I walked away from the movie imagining how things could have gone for Angus and his mother if they had sat down with a wise and insightful counselor. Such a counselor might have helped them understand each other and why they were grieving in different ways. Angus might have come to understand that his mother had endured much more than Angus ever knew, and that it was reasonable and understandable why she was ready to build a new life, while his mother would have seen that Angus had almost exclusively positive memories of his father and was still in shock and grief over his loss. Most importantly, Angus and his mother did still love each other and want to be a family. Such a counselor might have helped Angus come to terms with the reality that his dad was never coming back and accept his mother’s right to happiness, while helping the mother see that Angus needed her now more than ever. I imagined them sharing the same loving, tearful hug as Mary and her sister had.

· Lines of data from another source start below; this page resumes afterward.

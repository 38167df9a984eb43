//! Entity timelines — the chronological audit view of one entity's life.
//!
//! A timeline lists everything that ever happened to an entity: its
//! creation, every observation recorded against it, and every merge that
//! folded another entity into it. Observations repointed by a merge keep
//! their original `created_at`, so a merged-in entity's history appears on
//! the canonical entity at the times it actually happened.

use chrono::{DateTime, Utc};
use serde::{Deserialize, Serialize};
use uuid::Uuid;

use crate::{
  entity::{Entity, EntityMerge},
  observation::{Observation, Priority},
};

/// One event on an entity's timeline.
#[derive(Debug, Clone, PartialEq, Serialize, Deserialize)]
pub struct TimelineEvent {
  pub at:   DateTime<Utc>,
  #[serde(flatten)]
  pub kind: TimelineEventKind,
}

#[derive(Debug, Clone, PartialEq, Serialize, Deserialize)]
#[serde(tag = "event", rename_all = "snake_case")]
pub enum TimelineEventKind {
  EntityCreated,
  ObservationRecorded {
    observation_id:        Uuid,
    field:                 String,
    priority:              Priority,
    source_id:             Uuid,
    interpretation_run_id: Option<Uuid>,
  },
  EntityMergedIn {
    merge_id:          Uuid,
    from_entity_id:    Uuid,
    observation_count: u64,
  },
}

impl TimelineEventKind {
  /// Order within a single instant, plus an id to make the sort total.
  fn tiebreak(&self) -> (u8, [u8; 16]) {
    match self {
      Self::EntityCreated => (0, [0; 16]),
      Self::ObservationRecorded { observation_id, .. } => {
        (1, *observation_id.as_bytes())
      }
      Self::EntityMergedIn { merge_id, .. } => (2, *merge_id.as_bytes()),
    }
  }
}

/// Assemble the event timeline for `entity` from its ledger and the merges
/// that targeted it.
///
/// `from` is inclusive, `until` exclusive. Events are chronological, oldest
/// first, in a total order that does not depend on input order.
pub fn assemble(
  entity: &Entity,
  observations: &[Observation],
  merges_in: &[EntityMerge],
  from: Option<DateTime<Utc>>,
  until: Option<DateTime<Utc>>,
) -> Vec<TimelineEvent> {
  let mut events = Vec::with_capacity(1 + observations.len() + merges_in.len());

  events.push(TimelineEvent {
    at:   entity.created_at,
    kind: TimelineEventKind::EntityCreated,
  });

  for obs in observations {
    events.push(TimelineEvent {
      at:   obs.created_at,
      kind: TimelineEventKind::ObservationRecorded {
        observation_id:        obs.observation_id,
        field:                 obs.field.clone(),
        priority:              obs.priority,
        source_id:             obs.source_id,
        interpretation_run_id: obs.interpretation_run_id,
      },
    });
  }

  for merge in merges_in {
    events.push(TimelineEvent {
      at:   merge.created_at,
      kind: TimelineEventKind::EntityMergedIn {
        merge_id:          merge.merge_id,
        from_entity_id:    merge.from_entity_id,
        observation_count: merge.observation_count,
      },
    });
  }

  events.retain(|e| {
    from.is_none_or(|f| e.at >= f) && until.is_none_or(|u| e.at < u)
  });
  events.sort_by_key(|e| (e.at, e.kind.tiebreak()));
  events
}
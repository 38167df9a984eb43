//! Lore server binary.
//!
//! Reads `config.toml` (or the path given with `--config`), opens the SQLite
//! store and blob directory under the configured data dir, and serves the
//! tool router over HTTP.
//!
//! Every setting can also come from the environment with a `LORE_` prefix,
//! e.g. `LORE_PORT=8080` or `LORE_MODEL__API_KEY=...`.

use std::{
  path::{Path, PathBuf},
  sync::Arc,
};

use anyhow::Context as _;
use clap::Parser;
use lore_core::schema::SchemaRegistry;
use lore_engine::{Engine, EngineConfig, ModelConfig};
use lore_store_sqlite::SqliteStore;
use serde::Deserialize;
use tokio::net::TcpListener;
use tower_http::trace::TraceLayer;
use tracing::level_filters::LevelFilter;
use tracing_subscriber::EnvFilter;

#[derive(Parser)]
#[command(author, version, about = "Lore truth-layer server")]
struct Cli {
  /// Path to the TOML configuration file.
  #[arg(short, long, default_value = "config.toml")]
  config: PathBuf,
}

/// Runtime server configuration, deserialised from `config.toml`.
#[derive(Deserialize, Clone)]
struct ServerConfig {
  #[serde(default = "default_host")]
  host:              String,
  #[serde(default = "default_port")]
  port:              u16,
  /// Directory holding the database file and the blob tree.
  #[serde(default = "default_data_dir")]
  data_dir:          PathBuf,
  #[serde(default = "default_quota")]
  monthly_run_quota: u32,
  /// Optional JSON file overriding the built-in schema registry.
  schema_file:       Option<PathBuf>,
  /// Model extractor settings; absent means rules-only extraction.
  model:             Option<ModelConfig>,
}

fn default_host() -> String {
  "127.0.0.1".to_string()
}

fn default_port() -> u16 {
  7413
}

fn default_data_dir() -> PathBuf {
  PathBuf::from("~/.local/share/lore")
}

fn default_quota() -> u32 {
  500
}

#[tokio::main]
async fn main() -> anyhow::Result<()> {
  // Initialise tracing.
  tracing_subscriber::fmt()
    .with_env_filter(
      EnvFilter::builder()
        .with_default_directive(LevelFilter::INFO.into())
        .from_env_lossy(),
    )
    .init();

  let cli = Cli::parse();

  // Load configuration.
  let settings = config::Config::builder()
    .add_source(config::File::from(cli.config).required(false))
    .add_source(config::Environment::with_prefix("LORE").separator("__"))
    .build()
    .context("failed to read config file")?;

  let server_cfg: ServerConfig = settings
    .try_deserialize()
    .context("failed to deserialise ServerConfig")?;

  let data_dir = expand_tilde(&server_cfg.data_dir);
  std::fs::create_dir_all(&data_dir)
    .with_context(|| format!("failed to create data dir {data_dir:?}"))?;

  let store =
    SqliteStore::open(data_dir.join("lore.db"), data_dir.join("blobs"))
      .await
      .with_context(|| format!("failed to open store in {data_dir:?}"))?;

  let registry = match &server_cfg.schema_file {
    Some(path) => {
      let path = expand_tilde(path);
      let json = std::fs::read_to_string(&path)
        .with_context(|| format!("failed to read schema file {path:?}"))?;
      SchemaRegistry::from_json(&json)
        .with_context(|| format!("invalid schema registry in {path:?}"))?
    }
    None => SchemaRegistry::builtin(),
  };

  if server_cfg.model.is_none() {
    tracing::info!("no model configured; unstructured sources use the rule extractor");
  }

  let engine = Engine::new(Arc::new(store), registry, EngineConfig {
    monthly_run_quota: server_cfg.monthly_run_quota,
    model:             server_cfg.model.clone(),
  });

  let app = lore_api::tool_router(Arc::new(engine))
    .layer(TraceLayer::new_for_http());
  let address = format!("{}:{}", server_cfg.host, server_cfg.port);

  tracing::info!("Listening on http://{address}");
  let listener = TcpListener::bind(&address)
    .await
    .with_context(|| format!("failed to bind {address}"))?;

  axum::serve(listener, app).await.context("server error")?;

  Ok(())
}

/// Expand a leading `~` to the user's home directory.
fn expand_tilde(path: &Path) -> PathBuf {
  let s = path.to_string_lossy();
  if let Some(rest) = s.strip_prefix("~/")
    && let Ok(home) = std::env::var("HOME")
  {
    return PathBuf::from(home).join(rest);
  }
  path.to_path_buf()
}
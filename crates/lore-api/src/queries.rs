//! Handlers for the provenance-aware read actions.
//!
//! | Action | Notes |
//! |--------|-------|
//! | `get_entity_snapshot` | reduced current state with per-field provenance |
//! | `get_field_provenance` | winning observation chain for one field |
//! | `list_timeline_events` | chronological audit view |
//! | `get_schema` | entity types and field schemas of one registry version |

use std::sync::Arc;

use axum::{Json, extract::State};
use chrono::{DateTime, Utc};
use lore_core::{
  schema::SchemaVersion,
  snapshot::EntitySnapshot,
  store::TruthStore,
  timeline::TimelineEvent,
};
use lore_engine::{Engine, query::FieldProvenance};
use serde::{Deserialize, Serialize};
use uuid::Uuid;

use crate::{UserId, error::ApiError};

// ─── get_entity_snapshot ─────────────────────────────────────────────────────

#[derive(Debug, Deserialize)]
pub struct EntityRefBody {
  pub entity_id: Uuid,
}

/// `POST /tools/get_entity_snapshot`
pub async fn get_snapshot<S>(
  State(engine): State<Arc<Engine<S>>>,
  UserId(user_id): UserId,
  Json(body): Json<EntityRefBody>,
) -> Result<Json<EntitySnapshot>, ApiError>
where
  S: TruthStore + 'static,
{
  Ok(Json(engine.get_snapshot(user_id, body.entity_id).await?))
}

// ─── get_field_provenance ────────────────────────────────────────────────────

#[derive(Debug, Deserialize)]
pub struct ProvenanceBody {
  pub entity_id: Uuid,
  pub field:     String,
}

/// `POST /tools/get_field_provenance`
pub async fn get_field_provenance<S>(
  State(engine): State<Arc<Engine<S>>>,
  UserId(user_id): UserId,
  Json(body): Json<ProvenanceBody>,
) -> Result<Json<FieldProvenance>, ApiError>
where
  S: TruthStore + 'static,
{
  let provenance = engine
    .get_field_provenance(user_id, body.entity_id, &body.field)
    .await?;
  Ok(Json(provenance))
}

// ─── list_timeline_events ────────────────────────────────────────────────────

#[derive(Debug, Deserialize)]
pub struct TimelineBody {
  pub entity_id: Uuid,
  /// Inclusive lower bound.
  pub from:      Option<DateTime<Utc>>,
  /// Exclusive upper bound.
  pub until:     Option<DateTime<Utc>>,
}

#[derive(Debug, Serialize)]
pub struct TimelineResponse {
  pub events: Vec<TimelineEvent>,
}

/// `POST /tools/list_timeline_events`
pub async fn list_timeline_events<S>(
  State(engine): State<Arc<Engine<S>>>,
  UserId(user_id): UserId,
  Json(body): Json<TimelineBody>,
) -> Result<Json<TimelineResponse>, ApiError>
where
  S: TruthStore + 'static,
{
  let events = engine
    .list_timeline(user_id, body.entity_id, body.from, body.until)
    .await?;
  Ok(Json(TimelineResponse { events }))
}

// ─── get_schema ──────────────────────────────────────────────────────────────

#[derive(Debug, Default, Deserialize)]
pub struct GetSchemaBody {
  /// Registry version to describe. Defaults to the active version.
  pub version: Option<u32>,
}

#[derive(Debug, Serialize)]
pub struct GetSchemaResponse {
  pub version: u32,
  #[serde(flatten)]
  pub schema:  SchemaVersion,
}

/// `POST /tools/get_schema`
pub async fn get_schema<S>(
  State(engine): State<Arc<Engine<S>>>,
  UserId(_user_id): UserId,
  Json(body): Json<GetSchemaBody>,
) -> Result<Json<GetSchemaResponse>, ApiError>
where
  S: TruthStore + 'static,
{
  let version = body.version.unwrap_or(engine.registry().active_version());
  let schema = engine.registry().version(version)?.clone();
  Ok(Json(GetSchemaResponse { version, schema }))
}
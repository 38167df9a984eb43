//! Entity resolution — deciding which entity a candidate refers to.
//!
//! The heuristic is deliberately simple and versioned: `field-match-v1`
//! matches the candidate's identity-field value, normalised, against prior
//! observations of the same entity type, taking the earliest unmerged entity.
//! Its version tag is recorded on every run config so a future heuristic can
//! coexist with audit trails produced by this one.

use lore_core::{
  Result,
  entity::Entity,
  observation::lookup_text,
  schema::SchemaRegistry,
  store::TruthStore,
};
use uuid::Uuid;

use crate::extract::Candidate;

/// Version tag recorded on run configs.
pub const RESOLVER_VERSION: &str = "field-match-v1";

/// Resolve `candidate` to an existing entity or create a fresh one.
///
/// A type with no identity field (the fallback type included) never matches;
/// every such candidate gets its own entity. Merged entities never come back
/// from the lookup, so resolution always lands on a canonical entity.
pub async fn resolve_or_create<S: TruthStore>(
  store: &S,
  registry: &SchemaRegistry,
  user_id: Uuid,
  schema_version: u32,
  candidate: &Candidate,
) -> Result<Entity> {
  if let Some(identity) =
    registry.identity_field(schema_version, &candidate.entity_type)
    && let Some(value) = candidate.fields.get(identity)
    && let Some(text) = lookup_text(value)
    && let Some(entity) = store
      .find_entity_by_field(
        user_id,
        candidate.entity_type.clone(),
        identity.to_string(),
        text,
      )
      .await?
  {
    tracing::debug!(
      entity_id = %entity.entity_id,
      kind = %entity.kind,
      "resolved candidate to existing entity"
    );
    return Ok(entity);
  }

  store.create_entity(user_id, candidate.entity_type.clone()).await
}
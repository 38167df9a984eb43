//! Handlers for entity-addressed mutations and listings.
//!
//! | Action | Notes |
//! |--------|-------|
//! | `correct` | manual priority-1000 observation |
//! | `merge_entities` | one-way duplicate consolidation |
//! | `retrieve_entities` | filtered listing, merged excluded by default |
//! | `list_raw_fragments` | rejected-field audit trail of one entity |

use std::sync::Arc;

use axum::{Json, extract::State};
use chrono::{DateTime, Utc};
use lore_core::{
  entity::{Entity, EntityQuery},
  observation::RawFragment,
  store::TruthStore,
};
use lore_engine::Engine;
use serde::{Deserialize, Serialize};
use uuid::Uuid;

use crate::{UserId, error::ApiError};

// ─── correct ─────────────────────────────────────────────────────────────────

#[derive(Debug, Deserialize)]
pub struct CorrectBody {
  pub entity_id: Uuid,
  pub field:     String,
  pub value:     serde_json::Value,
}

#[derive(Debug, Serialize)]
pub struct CorrectResponse {
  pub observation_id: Uuid,
  /// Canonical entity the correction landed on; differs from the request
  /// when the addressed entity was merged away.
  pub entity_id:      Uuid,
}

/// `POST /tools/correct`
pub async fn correct<S>(
  State(engine): State<Arc<Engine<S>>>,
  UserId(user_id): UserId,
  Json(body): Json<CorrectBody>,
) -> Result<Json<CorrectResponse>, ApiError>
where
  S: TruthStore + 'static,
{
  let observation = engine
    .correct(user_id, body.entity_id, body.field, body.value)
    .await?;
  Ok(Json(CorrectResponse {
    observation_id: observation.observation_id,
    entity_id:      observation.entity_id,
  }))
}

// ─── merge_entities ──────────────────────────────────────────────────────────

#[derive(Debug, Deserialize)]
pub struct MergeBody {
  pub from_entity_id: Uuid,
  pub to_entity_id:   Uuid,
}

#[derive(Debug, Serialize)]
pub struct MergeResponse {
  pub merge_id:          Uuid,
  pub observation_count: u64,
}

/// `POST /tools/merge_entities`
pub async fn merge_entities<S>(
  State(engine): State<Arc<Engine<S>>>,
  UserId(user_id): UserId,
  Json(body): Json<MergeBody>,
) -> Result<Json<MergeResponse>, ApiError>
where
  S: TruthStore + 'static,
{
  let merge = engine
    .merge_entities(user_id, body.from_entity_id, body.to_entity_id)
    .await?;
  Ok(Json(MergeResponse {
    merge_id:          merge.merge_id,
    observation_count: merge.observation_count,
  }))
}

// ─── retrieve_entities ───────────────────────────────────────────────────────

#[derive(Debug, Default, Deserialize)]
pub struct RetrieveBody {
  pub kind:           Option<String>,
  #[serde(default)]
  pub include_merged: bool,
  pub created_after:  Option<DateTime<Utc>>,
  pub created_before: Option<DateTime<Utc>>,
  pub limit:          Option<usize>,
  pub offset:         Option<usize>,
}

#[derive(Debug, Serialize)]
pub struct RetrieveResponse {
  pub entities: Vec<Entity>,
}

/// `POST /tools/retrieve_entities`
pub async fn retrieve_entities<S>(
  State(engine): State<Arc<Engine<S>>>,
  UserId(user_id): UserId,
  Json(body): Json<RetrieveBody>,
) -> Result<Json<RetrieveResponse>, ApiError>
where
  S: TruthStore + 'static,
{
  let entities = engine
    .retrieve_entities(user_id, EntityQuery {
      kind:           body.kind,
      include_merged: body.include_merged,
      created_after:  body.created_after,
      created_before: body.created_before,
      limit:          body.limit,
      offset:         body.offset,
    })
    .await?;
  Ok(Json(RetrieveResponse { entities }))
}

// ─── list_raw_fragments ──────────────────────────────────────────────────────

#[derive(Debug, Deserialize)]
pub struct EntityRefBody {
  pub entity_id: Uuid,
}

#[derive(Debug, Serialize)]
pub struct FragmentsResponse {
  pub fragments: Vec<RawFragment>,
}

/// `POST /tools/list_raw_fragments`
pub async fn list_raw_fragments<S>(
  State(engine): State<Arc<Engine<S>>>,
  UserId(user_id): UserId,
  Json(body): Json<EntityRefBody>,
) -> Result<Json<FragmentsResponse>, ApiError>
where
  S: TruthStore + 'static,
{
  let fragments = engine.list_fragments(user_id, body.entity_id).await?;
  Ok(Json(FragmentsResponse { fragments }))
}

Wishful thinking. It’s what I wish my own family had done. But we didn’t. Now Angus has learned that the loss of a person one loves can mean losing others too. Fortunately, he has also learned that there are others, people outside the family and not affected by a shared loss, who can offer the understanding and support that he needs. Mentors and friends will replace parents and siblings as Angus’s “family of choice”; he will never stop grieving, but he will find consolation and guidance.

Perhaps in time Angus will learn, as I did, to let go of the anger and see that it is the trauma itself that is at fault; that everyone has been acting out their own pain and doing what they need to feel safe. Perhaps then he will be able to forgive both his mother and himself.